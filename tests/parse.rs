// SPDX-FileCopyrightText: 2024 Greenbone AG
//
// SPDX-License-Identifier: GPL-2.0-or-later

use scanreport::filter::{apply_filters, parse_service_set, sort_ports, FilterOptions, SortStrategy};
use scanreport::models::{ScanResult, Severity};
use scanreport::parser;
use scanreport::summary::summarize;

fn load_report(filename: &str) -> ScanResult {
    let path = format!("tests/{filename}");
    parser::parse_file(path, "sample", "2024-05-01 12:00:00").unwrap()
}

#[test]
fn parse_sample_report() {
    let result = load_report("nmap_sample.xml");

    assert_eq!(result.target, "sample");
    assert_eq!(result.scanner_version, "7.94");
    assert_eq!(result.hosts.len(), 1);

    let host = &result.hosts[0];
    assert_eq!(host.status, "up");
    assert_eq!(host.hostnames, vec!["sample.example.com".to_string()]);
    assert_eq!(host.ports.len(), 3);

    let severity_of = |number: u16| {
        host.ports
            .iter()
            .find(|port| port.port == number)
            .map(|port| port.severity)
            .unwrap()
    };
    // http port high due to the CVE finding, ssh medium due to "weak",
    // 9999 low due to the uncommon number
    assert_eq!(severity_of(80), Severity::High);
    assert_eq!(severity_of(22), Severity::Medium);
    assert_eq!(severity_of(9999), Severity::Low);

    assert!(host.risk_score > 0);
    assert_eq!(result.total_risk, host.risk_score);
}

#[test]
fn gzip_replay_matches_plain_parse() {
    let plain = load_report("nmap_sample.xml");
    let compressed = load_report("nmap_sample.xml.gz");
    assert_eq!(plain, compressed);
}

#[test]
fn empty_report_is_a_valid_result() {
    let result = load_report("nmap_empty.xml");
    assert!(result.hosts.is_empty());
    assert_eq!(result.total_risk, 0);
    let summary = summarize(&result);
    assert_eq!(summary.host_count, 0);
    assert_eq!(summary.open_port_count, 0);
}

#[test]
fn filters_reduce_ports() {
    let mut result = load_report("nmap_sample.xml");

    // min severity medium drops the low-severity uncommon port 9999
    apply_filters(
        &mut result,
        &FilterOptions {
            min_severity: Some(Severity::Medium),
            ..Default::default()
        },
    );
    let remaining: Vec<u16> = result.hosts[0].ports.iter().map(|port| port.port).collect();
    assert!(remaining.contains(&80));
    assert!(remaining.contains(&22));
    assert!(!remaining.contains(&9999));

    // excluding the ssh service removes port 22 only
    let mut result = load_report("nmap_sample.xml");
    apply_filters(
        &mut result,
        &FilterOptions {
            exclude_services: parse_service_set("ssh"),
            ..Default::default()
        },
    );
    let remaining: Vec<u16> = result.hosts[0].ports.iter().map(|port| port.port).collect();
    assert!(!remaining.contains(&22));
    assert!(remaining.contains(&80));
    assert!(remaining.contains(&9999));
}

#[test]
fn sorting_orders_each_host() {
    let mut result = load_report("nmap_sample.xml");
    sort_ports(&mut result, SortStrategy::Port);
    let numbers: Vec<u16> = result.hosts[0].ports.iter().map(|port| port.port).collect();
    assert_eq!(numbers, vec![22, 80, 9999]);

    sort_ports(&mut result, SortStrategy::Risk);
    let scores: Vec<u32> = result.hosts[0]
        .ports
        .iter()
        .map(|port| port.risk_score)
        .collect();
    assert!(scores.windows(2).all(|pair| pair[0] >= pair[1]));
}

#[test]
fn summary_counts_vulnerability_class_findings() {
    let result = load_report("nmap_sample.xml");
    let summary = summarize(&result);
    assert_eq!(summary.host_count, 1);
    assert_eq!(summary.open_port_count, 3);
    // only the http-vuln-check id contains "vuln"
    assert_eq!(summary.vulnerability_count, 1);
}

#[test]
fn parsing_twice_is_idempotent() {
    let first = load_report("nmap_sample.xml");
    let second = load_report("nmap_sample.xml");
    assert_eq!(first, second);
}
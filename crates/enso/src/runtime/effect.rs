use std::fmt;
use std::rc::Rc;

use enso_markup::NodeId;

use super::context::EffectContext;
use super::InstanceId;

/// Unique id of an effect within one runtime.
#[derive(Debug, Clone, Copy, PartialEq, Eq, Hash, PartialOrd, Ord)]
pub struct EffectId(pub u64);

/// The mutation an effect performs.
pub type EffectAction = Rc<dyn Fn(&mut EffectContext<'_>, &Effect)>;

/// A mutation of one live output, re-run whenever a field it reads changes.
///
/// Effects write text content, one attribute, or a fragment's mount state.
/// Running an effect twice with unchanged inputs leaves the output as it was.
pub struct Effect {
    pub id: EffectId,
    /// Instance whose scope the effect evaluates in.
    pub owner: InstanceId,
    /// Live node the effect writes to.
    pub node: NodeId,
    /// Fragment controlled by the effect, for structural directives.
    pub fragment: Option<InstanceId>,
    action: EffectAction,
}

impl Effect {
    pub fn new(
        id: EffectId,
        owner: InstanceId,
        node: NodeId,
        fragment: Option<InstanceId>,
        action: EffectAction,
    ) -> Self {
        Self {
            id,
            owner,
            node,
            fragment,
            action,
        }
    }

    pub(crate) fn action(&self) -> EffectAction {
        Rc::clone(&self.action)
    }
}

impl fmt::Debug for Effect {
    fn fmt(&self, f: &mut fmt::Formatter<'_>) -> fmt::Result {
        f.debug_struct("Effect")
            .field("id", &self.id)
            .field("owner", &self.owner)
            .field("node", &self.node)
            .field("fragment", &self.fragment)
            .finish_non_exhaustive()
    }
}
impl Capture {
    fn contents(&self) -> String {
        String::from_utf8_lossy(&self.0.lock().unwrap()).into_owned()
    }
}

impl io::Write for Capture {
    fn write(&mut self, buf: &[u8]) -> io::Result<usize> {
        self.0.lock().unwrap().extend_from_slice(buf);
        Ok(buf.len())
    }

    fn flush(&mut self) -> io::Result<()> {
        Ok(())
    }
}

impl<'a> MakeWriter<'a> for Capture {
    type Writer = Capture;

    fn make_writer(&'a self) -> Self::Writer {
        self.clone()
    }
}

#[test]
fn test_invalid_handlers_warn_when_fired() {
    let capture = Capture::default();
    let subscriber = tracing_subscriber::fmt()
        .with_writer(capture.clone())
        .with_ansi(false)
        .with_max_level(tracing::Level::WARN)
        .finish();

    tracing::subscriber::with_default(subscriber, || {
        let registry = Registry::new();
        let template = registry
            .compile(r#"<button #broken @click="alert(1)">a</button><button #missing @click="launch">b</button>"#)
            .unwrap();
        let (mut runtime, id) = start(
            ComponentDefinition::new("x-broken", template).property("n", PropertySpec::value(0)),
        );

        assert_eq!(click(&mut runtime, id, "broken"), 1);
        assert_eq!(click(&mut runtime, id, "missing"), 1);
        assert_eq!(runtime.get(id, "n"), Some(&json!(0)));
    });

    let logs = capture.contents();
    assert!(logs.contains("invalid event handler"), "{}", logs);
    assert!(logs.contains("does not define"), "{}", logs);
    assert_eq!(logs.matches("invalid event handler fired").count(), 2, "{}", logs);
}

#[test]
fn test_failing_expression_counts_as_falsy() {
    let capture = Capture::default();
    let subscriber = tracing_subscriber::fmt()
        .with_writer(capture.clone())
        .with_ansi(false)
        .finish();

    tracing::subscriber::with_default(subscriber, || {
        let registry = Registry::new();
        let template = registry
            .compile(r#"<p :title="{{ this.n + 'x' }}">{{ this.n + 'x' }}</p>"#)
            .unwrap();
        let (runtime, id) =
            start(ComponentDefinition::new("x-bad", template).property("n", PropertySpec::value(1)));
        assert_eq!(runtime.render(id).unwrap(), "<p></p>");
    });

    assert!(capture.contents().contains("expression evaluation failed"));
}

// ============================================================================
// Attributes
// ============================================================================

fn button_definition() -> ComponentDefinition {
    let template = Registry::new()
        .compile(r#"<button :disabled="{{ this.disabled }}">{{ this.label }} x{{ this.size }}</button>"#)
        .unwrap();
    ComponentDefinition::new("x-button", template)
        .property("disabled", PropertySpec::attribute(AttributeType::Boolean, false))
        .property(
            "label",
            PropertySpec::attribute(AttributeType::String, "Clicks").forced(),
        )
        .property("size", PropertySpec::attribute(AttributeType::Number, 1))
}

★ ★ ★ ★

#### WHAT IS NEEDED
Transcribe, please, every line from the first line of the listing above through the line with "port.port == number)". Keep both ends and nothing else.

#### ANSWER SPACE
filename tests/parse.rs
// SPDX-FileCopyrightText: 2024 Greenbone AG
//
// SPDX-License-Identifier: GPL-2.0-or-later

use scanreport::filter::{apply_filters, parse_service_set, sort_ports, FilterOptions, SortStrategy};
use scanreport::models::{ScanResult, Severity};
use scanreport::parser;
use scanreport::summary::summarize;

fn load_report(filename: &str) -> ScanResult {
    let path = format!("tests/{filename}");
    parser::parse_file(path, "sample", "2024-05-01 12:00:00").unwrap()
}

#[test]
fn parse_sample_report() {
    let result = load_report("nmap_sample.xml");

    assert_eq!(result.target, "sample");
    assert_eq!(result.scanner_version, "7.94");
    assert_eq!(result.hosts.len(), 1);

    let host = &result.hosts[0];
    assert_eq!(host.status, "up");
    assert_eq!(host.hostnames, vec!["sample.example.com".to_string()]);
    assert_eq!(host.ports.len(), 3);

    let severity_of = |number: u16| {
        host.ports
            .iter()
            .find(|port| port.port == number)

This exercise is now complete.